Seitdem sie nicht mehr fußläufig am Strand wohnt, geht Rita nicht mehr jeden Tag in die Nordsee. Aber wenn sie schwimmen geht, dann nur nackt, und nicht nur an ausgewiesenen FKK-Stränden. Denn es geht ihr nicht darum, nackt herumzuflanieren, sondern es geht nur ums Nacktbaden.

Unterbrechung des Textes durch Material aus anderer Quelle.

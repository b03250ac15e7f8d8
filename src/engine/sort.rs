//! Ranking policies for the word index.

use std::cmp::Ordering;

use serde::{Deserialize, Serialize};

use crate::index::WordIndex;
use crate::types::Word;

/// Which keys order the index. Every key sorts descending.
#[derive(Debug, Clone, Copy, PartialEq, Eq, Serialize, Deserialize)]
pub enum SortPolicy {
    /// Importance score, then occurrence count (`iaf`).
    #[serde(rename = "iaf")]
    ImportanceAndFrequency,
    /// Occurrence count, then importance score (`fai`).
    #[serde(rename = "fai")]
    FrequencyAndImportance,
    /// Occurrence count only (`f`).
    #[serde(rename = "f")]
    Frequency,
}

impl SortPolicy {
    /// Parse a policy from its short name. Unknown names yield `None`.
    pub fn from_name(name: &str) -> Option<Self> {
        match name.trim().to_ascii_lowercase().as_str() {
            "iaf" => Some(Self::ImportanceAndFrequency),
            "fai" => Some(Self::FrequencyAndImportance),
            "f" => Some(Self::Frequency),
            _ => None,
        }
    }

    pub fn name(&self) -> &'static str {
        match self {
            Self::ImportanceAndFrequency => "iaf",
            Self::FrequencyAndImportance => "fai",
            Self::Frequency => "f",
        }
    }

    /// Ordering of two words under this policy, highest first.
    pub fn compare(&self, a: &Word, b: &Word) -> Ordering {
        match self {
            Self::ImportanceAndFrequency => {
                by_importance(b, a).then_with(|| b.count().cmp(&a.count()))
            }
            Self::FrequencyAndImportance => {
                b.count().cmp(&a.count()).then_with(|| by_importance(b, a))
            }
            Self::Frequency => b.count().cmp(&a.count()),
        }
    }
}

/// Unset scores rank below every assigned score.
fn by_importance(a: &Word, b: &Word) -> Ordering {
    a.importance_or_unset().total_cmp(&b.importance_or_unset())
}

/// Reorder the index in place. Each call recomputes the order from current
/// field values.
pub fn sort(index: &mut WordIndex, policy: SortPolicy) {
    index.reorder_by(|a, b| policy.compare(a, b));
}

/// Sort by a policy name. A missing or unrecognized name leaves the order
/// unchanged. Returns the policy applied, if any.
pub fn sort_by_name(index: &mut WordIndex, name: Option<&str>) -> Option<SortPolicy> {
    let name = name?;
    match SortPolicy::from_name(name) {
        Some(policy) => {
            sort(index, policy);
            Some(policy)
        }
        None => {
            log::warn!("Unknown sort order '{}', keeping insertion order", name);
            None
        }
    }
}
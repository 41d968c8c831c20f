//! Visual theme and styling.

use console::Style;

use crate::steps::StepKind;

/// stepgraph's visual theme.
#[derive(Debug, Clone)]
pub struct StepGraphTheme {
    /// Style for success messages (green).
    pub success: Style,
    /// Style for warning messages (orange).
    pub warning: Style,
    /// Style for error messages (red bold).
    pub error: Style,
    /// Style for dim/secondary text.
    pub dim: Style,
    /// Style for highlighted/important text (bold).
    pub highlight: Style,
    /// Style for headers (magenta bold).
    pub header: Style,
    /// Style for step counters and wave labels (dim).
    pub step_number: Style,
    /// Style for snapshot steps (cyan).
    pub snapshot: Style,
    /// Style for external steps (dim italic).
    pub external: Style,
}

impl Default for StepGraphTheme {
    fn default() -> Self {
        Self::new()
    }
}

impl StepGraphTheme {
    /// Create the default theme.
    pub fn new() -> Self {
        Self {
            success: Style::new().green(),
            warning: Style::new().color256(208),
            error: Style::new().red().bold(),
            dim: Style::new().dim(),
            highlight: Style::new().bold(),
            header: Style::new().bold().magenta(),
            step_number: Style::new().dim(),
            snapshot: Style::new().cyan(),
            external: Style::new().dim().italic(),
        }
    }

    /// Create a theme without colors (for non-TTY or --no-color).
    pub fn plain() -> Self {
        Self {
            success: Style::new(),
            warning: Style::new(),
            error: Style::new(),
            dim: Style::new(),
            highlight: Style::new(),
            header: Style::new(),
            step_number: Style::new(),
            snapshot: Style::new(),
            external: Style::new(),
        }
    }

    /// Format a success message (icon + text in green).
    pub fn format_success(&self, msg: &str) -> String {
        format!("{}", self.success.apply_to(format!("✓ {}", msg)))
    }

    /// Format a warning message (icon + text in orange).
    pub fn format_warning(&self, msg: &str) -> String {
        format!("{}", self.warning.apply_to(format!("⚠ {}", msg)))
    }

    /// Format an error message (icon + text in red bold).
    pub fn format_error(&self, msg: &str) -> String {
        format!("{}", self.error.apply_to(format!("✗ {}", msg)))
    }

    /// Format a header banner.
    pub fn format_header(&self, title: &str) -> String {
        format!("{} {}", self.header.apply_to("◆"), self.highlight.apply_to(title))
    }

    /// Format a step identifier according to its kind.
    pub fn format_step(&self, id: &str, kind: StepKind, external: bool) -> String {
        if external {
            format!("{}", self.external.apply_to(id))
        } else if kind == StepKind::Snapshot {
            format!("{}", self.snapshot.apply_to(id))
        } else {
            id.to_string()
        }
    }
}

/// Check if colors should be enabled.
pub fn should_use_colors() -> bool {
    // Check NO_COLOR env var (https://no-color.org/)
    if std::env::var("NO_COLOR").is_ok() {
        return false;
    }

    console::Term::stdout().is_term()
}

#[cfg(test)]
mod tests {
    use super::*;

    #[test]
    fn theme_formats_success() {
        let msg = StepGraphTheme::plain().format_success("Complete");
        assert_eq!(msg, "✓ Complete");
    }

    #[test]
    fn theme_formats_warning() {
        let msg = StepGraphTheme::plain().format_warning("Caution");
        assert_eq!(msg, "⚠ Caution");
    }

    #[test]
    fn theme_formats_error() {
        let msg = StepGraphTheme::plain().format_error("Failed");
        assert_eq!(msg, "✗ Failed");
    }

    #[test]
    fn theme_formats_header() {
        let msg = StepGraphTheme::plain().format_header("dag/main.yml");
        assert!(msg.contains("dag/main.yml"));
    }

    #[test]
    fn plain_theme_leaves_steps_unstyled() {
        let theme = StepGraphTheme::plain();
        assert_eq!(
            theme.format_step("snapshot://wb/latest/pip.csv", StepKind::Snapshot, true),
            "snapshot://wb/latest/pip.csv"
        );
    }

    #[test]
    fn default_impl_matches_new() {
        let default = StepGraphTheme::default();
        let new = StepGraphTheme::new();
        assert_eq!(default.format_success("test"), new.format_success("test"));
    }
}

Sylt: Jeder zweite Gast geht zumindest einmal nackt ins Wasser

Textilfrei baden ist üblich, aber kein Massenphänomen und auch nicht überall und nicht zu jeder Zeit möglich. „An den Textilstränden und an den Hauptstränden etwa in Westerland würde man das nicht tun“, sagt Christina. „Die meisten gehen morgens vor dem Frühstück, da ist es noch ganz ruhig und hat fast etwas Meditatives, aber gleichzeitig auch etwas Weckendes, Erfrischendes.“

Laut dem Sylt Tourismus Service ist Nacktbaden auf Sylt längst zur Selbstverständlichkeit geworden. „Am liebsten ohne – diesem Anspruch kommt immerhin jeder zweite Gast zumindest einmal während des Sylt-Urlaubs nach“, heißt es offiziell.

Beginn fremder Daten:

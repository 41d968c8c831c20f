//! DAG validation and linting.
//!
//! Unlike graph construction, which stops at the first problem, linting
//! runs every rule over the raw step mapping and reports all issues.
//!
//! - **Rules** - Individual validation checks ([`LintRule`] trait)
//! - **Registry** - Collection of all available rules ([`RuleRegistry`])
//! - **Diagnostics** - Issue reports with severity and suggestions ([`LintDiagnostic`])
//!
//! # Example
//!
//! ```
//! use stepgraph::config::LoadedDag;
//! use stepgraph::lint::{lint_dag, RuleRegistry, Severity};
//!
//! let mut dag = LoadedDag::default();
//! dag.steps.insert(
//!     "garden://wb/latest/pip".to_string(),
//!     vec!["garden://wb/latest/pip".to_string()],
//! );
//!
//! let diagnostics = lint_dag(&RuleRegistry::with_builtins(), &dag);
//! assert_eq!(diagnostics.len(), 1);
//! assert_eq!(diagnostics[0].severity, Severity::Error);
//! ```

pub mod diagnostic;
pub mod output;
pub mod registry;
pub mod rule;
pub mod rules;

pub use diagnostic::LintDiagnostic;
pub use output::{HumanFormatter, JsonFormatter, LintFormatter, OutputFormat};
pub use registry::RuleRegistry;
pub use rule::{LintRule, RuleId, Severity};
pub use rules::{
    CircularDependencyRule, MalformedStepRule, SelfDependencyRule, UndefinedDependencyRule,
};

use crate::config::LoadedDag;

/// Run every registered rule over `dag`.
///
/// Diagnostics are ordered by rule id, then by the order each rule emits.
pub fn lint_dag(registry: &RuleRegistry, dag: &LoadedDag) -> Vec<LintDiagnostic> {
    let mut diagnostics = Vec::new();
    for rule in registry.iter() {
        let found = rule.check(dag);
        tracing::debug!("Rule {} reported {} issue(s)", rule.id(), found.len());
        diagnostics.extend(found);
    }
    diagnostics
}

/// Whether any diagnostic is an error.
pub fn has_errors(diagnostics: &[LintDiagnostic]) -> bool {
    diagnostics.iter().any(|d| d.severity == Severity::Error)
}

Nordsee: FKK hat auf Sylt eine lange Tradition – 1904 fing alles an

Sylt kann auf eine lange FKK-Tradition blicken: 1903 ließ sich Ferdinand Avenarius auf dem Dach seines Kampener Hauses Uhlenkamp eine Wanne für das ungestörte nackte sogenannte Lichtbaden konstruieren. 1904 wurde in Westerland das erste Luft- und Sonnenbad in einem Holzgebäude mit Innenhof errichtet.

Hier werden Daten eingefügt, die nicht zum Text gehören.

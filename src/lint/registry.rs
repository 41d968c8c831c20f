//! Rule registry for managing lint rules.
//!
//! The [`RuleRegistry`] stores all available lint rules and provides
//! methods for registering, retrieving, and iterating over them.

use std::collections::BTreeMap;

use super::rule::{LintRule, RuleId};
use super::rules::{
    CircularDependencyRule, MalformedStepRule, SelfDependencyRule, UndefinedDependencyRule,
};

/// Registry of all available lint rules, iterated in id order.
pub struct RuleRegistry {
    rules: BTreeMap<RuleId, Box<dyn LintRule>>,
}

impl RuleRegistry {
    /// Create a new empty registry.
    pub fn new() -> Self {
        Self {
            rules: BTreeMap::new(),
        }
    }

    /// Create a registry with all built-in rules.
    pub fn with_builtins() -> Self {
        let mut registry = Self::new();
        registry.register(Box::new(MalformedStepRule));
        registry.register(Box::new(UndefinedDependencyRule));
        registry.register(Box::new(SelfDependencyRule));
        registry.register(Box::new(CircularDependencyRule));
        registry
    }

    /// Register a lint rule.
    pub fn register(&mut self, rule: Box<dyn LintRule>) {
        self.rules.insert(rule.id(), rule);
    }

    /// Get a rule by ID.
    pub fn get(&self, id: &RuleId) -> Option<&dyn LintRule> {
        self.rules.get(id).map(|r| r.as_ref())
    }

    /// Iterate over all rules.
    pub fn iter(&self) -> impl Iterator<Item = &dyn LintRule> {
        self.rules.values().map(|r| r.as_ref())
    }

    /// Get the number of registered rules.
    pub fn len(&self) -> usize {
        self.rules.len()
    }

    /// Check if the registry is empty.
    pub fn is_empty(&self) -> bool {
        self.rules.is_empty()
    }
}

impl Default for RuleRegistry {
    fn default() -> Self {
        Self::new()
    }
}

1919 gründete Knud Ahlborn das Freideutsche Jugendlager Klappholttal. Dort gehörte ein morgendliches Bad ohne Bekleidung mit anschließendem Frottieren zum täglichen Ritual.

1927 erhielt Klappholttal eine landespolizeiliche Ausnahmegenehmigung zum Nacktbaden und war damit Sylts erster legaler FKK-Strand. 1954 wurde dann in Westerland der erste für jeden frei zugängliche FKK-Strand an der deutschen Küste ausgewiesen.

Heute gibt es reichlich Gelegenheit für die Freikörper-Badekultur auf der Nordseeinsel: Etwa jeder dritte Strandabschnitt entlang der 40 Kilometer langen Sylter Westküste ist heute FKK-Bereich.

Sylt: Auch außerhalb der offiziellen FKK-Strände ist das Nacktbaden geduldet

Es gibt acht ausgewiesene FKK-Strandabschnitte: Kap-Horn in Hörnum, Samoa in Rantum, Oase und Nordseeklinik in Westerland, Dünenwall und Campingplatz in Wenningstedt, Buhne 16 in Kampen und der Weststrand in List.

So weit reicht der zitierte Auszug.